:: Data under study ::

//! Model lifecycle on top of the layout engine: defaults, edits and a
//! session that re-evaluates after every change.

pub mod defaults;
pub mod edit;
pub mod evaluate;
pub mod history;

use fenestra_catalog::Catalog;
use fenestra_layout::EngineConfig;
use fenestra_types::{Appearance, CadModel, OpeningDirection, OpeningType, ProductTemplate};
use tracing::{debug, info};

pub use defaults::model_from_template;
pub use edit::DesignError;
pub use evaluate::{evaluate, Evaluation};
pub use history::History;

/// An editing session for one unit.
///
/// Holds the template, the current model and its evaluation. Every edit
/// replaces the model and evaluates the replacement before returning.
#[derive(Debug)]
pub struct Designer {
    template: ProductTemplate,
    config: EngineConfig,
    model: CadModel,
    evaluation: Evaluation,
    history: History,
}

impl Designer {
    /// Start a session with the template's default model.
    pub fn new(template: ProductTemplate, config: EngineConfig) -> Self {
        let model = model_from_template(&template);
        let evaluation = evaluate(&model, &template, &config);
        info!(template = %template.id, "designer session started");
        Self {
            template,
            config,
            model,
            evaluation,
            history: History::new(),
        }
    }

    /// Start a session for a catalog template, using the catalog's engine
    /// constants.
    pub fn from_catalog(catalog: &Catalog, template_id: &str) -> Result<Self, DesignError> {
        let template = catalog
            .get(template_id)
            .ok_or_else(|| DesignError::TemplateNotFound(template_id.to_string()))?;
        Ok(Self::new(template.clone(), *catalog.engine()))
    }

    pub fn template(&self) -> &ProductTemplate {
        &self.template
    }

    pub fn config(&self) -> &EngineConfig {
        &self.config
    }

    pub fn model(&self) -> &CadModel {
        &self.model
    }

    pub fn evaluation(&self) -> &Evaluation {
        &self.evaluation
    }

    /// Only valid models may be ordered.
    pub fn can_add_to_order(&self) -> bool {
        self.evaluation.validation.is_valid
    }

    /// Switch to another template. The model restarts from the new
    /// template's defaults and the undo history is dropped.
    pub fn set_template(&mut self, template: ProductTemplate) {
        info!(from = %self.template.id, to = %template.id, "template switched");
        self.model = model_from_template(&template);
        self.template = template;
        self.history.clear();
        self.reevaluate();
    }

    pub fn set_panel_count(&mut self, count: u32) {
        let next = edit::with_panel_count(&self.model, count);
        self.replace(next);
    }

    pub fn set_panel_type(&mut self, index: usize, kind: OpeningType) -> Result<(), DesignError> {
        let next = edit::with_panel_type(&self.model, index, kind)?;
        self.replace(next);
        Ok(())
    }

    pub fn set_panel_direction(
        &mut self,
        index: usize,
        direction: OpeningDirection,
    ) -> Result<(), DesignError> {
        let next = edit::with_panel_direction(&self.model, index, direction)?;
        self.replace(next);
        Ok(())
    }

    pub fn set_dimensions(&mut self, width: u32, height: u32) {
        let next = edit::with_dimensions(&self.model, width, height);
        self.replace(next);
    }

    pub fn set_transom_height(&mut self, transom_height: u32) {
        let next = edit::with_transom_height(&self.model, transom_height);
        self.replace(next);
    }

    /// Toggle mullions. Enabling them on a series that has none is refused.
    pub fn set_mullions(&mut self, enabled: bool) -> Result<(), DesignError> {
        if enabled && !self.template.rules.allow_mullions {
            return Err(DesignError::MullionsNotAllowed {
                template_id: self.template.id.clone(),
            });
        }
        let next = edit::with_mullions(&self.model, enabled);
        self.replace(next);
        Ok(())
    }

    pub fn set_appearance(&mut self, appearance: Appearance) {
        let next = edit::with_appearance(&self.model, appearance);
        self.replace(next);
    }

    /// Revert the last edit. Returns false when there is nothing to undo.
    pub fn undo(&mut self) -> bool {
        match self.history.undo(self.model.clone()) {
            Some(previous) => {
                self.model = previous;
                self.reevaluate();
                true
            }
            None => false,
        }
    }

    pub fn redo(&mut self) -> bool {
        match self.history.redo(self.model.clone()) {
            Some(next) => {
                self.model = next;
                self.reevaluate();
                true
            }
            None => false,
        }
    }

    pub fn can_undo(&self) -> bool {
        self.history.can_undo()
    }

    pub fn can_redo(&self) -> bool {
        self.history.can_redo()
    }

    fn replace(&mut self, next: CadModel) {
        let previous = std::mem::replace(&mut self.model, next);
        self.history.record(previous);
        self.reevaluate();
    }

    fn reevaluate(&mut self) {
        self.evaluation = evaluate(&self.model, &self.template, &self.config);
        debug!(valid = self.evaluation.validation.is_valid, "session re-evaluated");
    }
}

:::

> Exercise aim:
Would you filter the entries above and keep each line that has the word "validation"?

> Solution to the exercise:
        self.evaluation.validation.is_valid
        debug!(valid = self.evaluation.validation.is_valid, "session re-evaluated");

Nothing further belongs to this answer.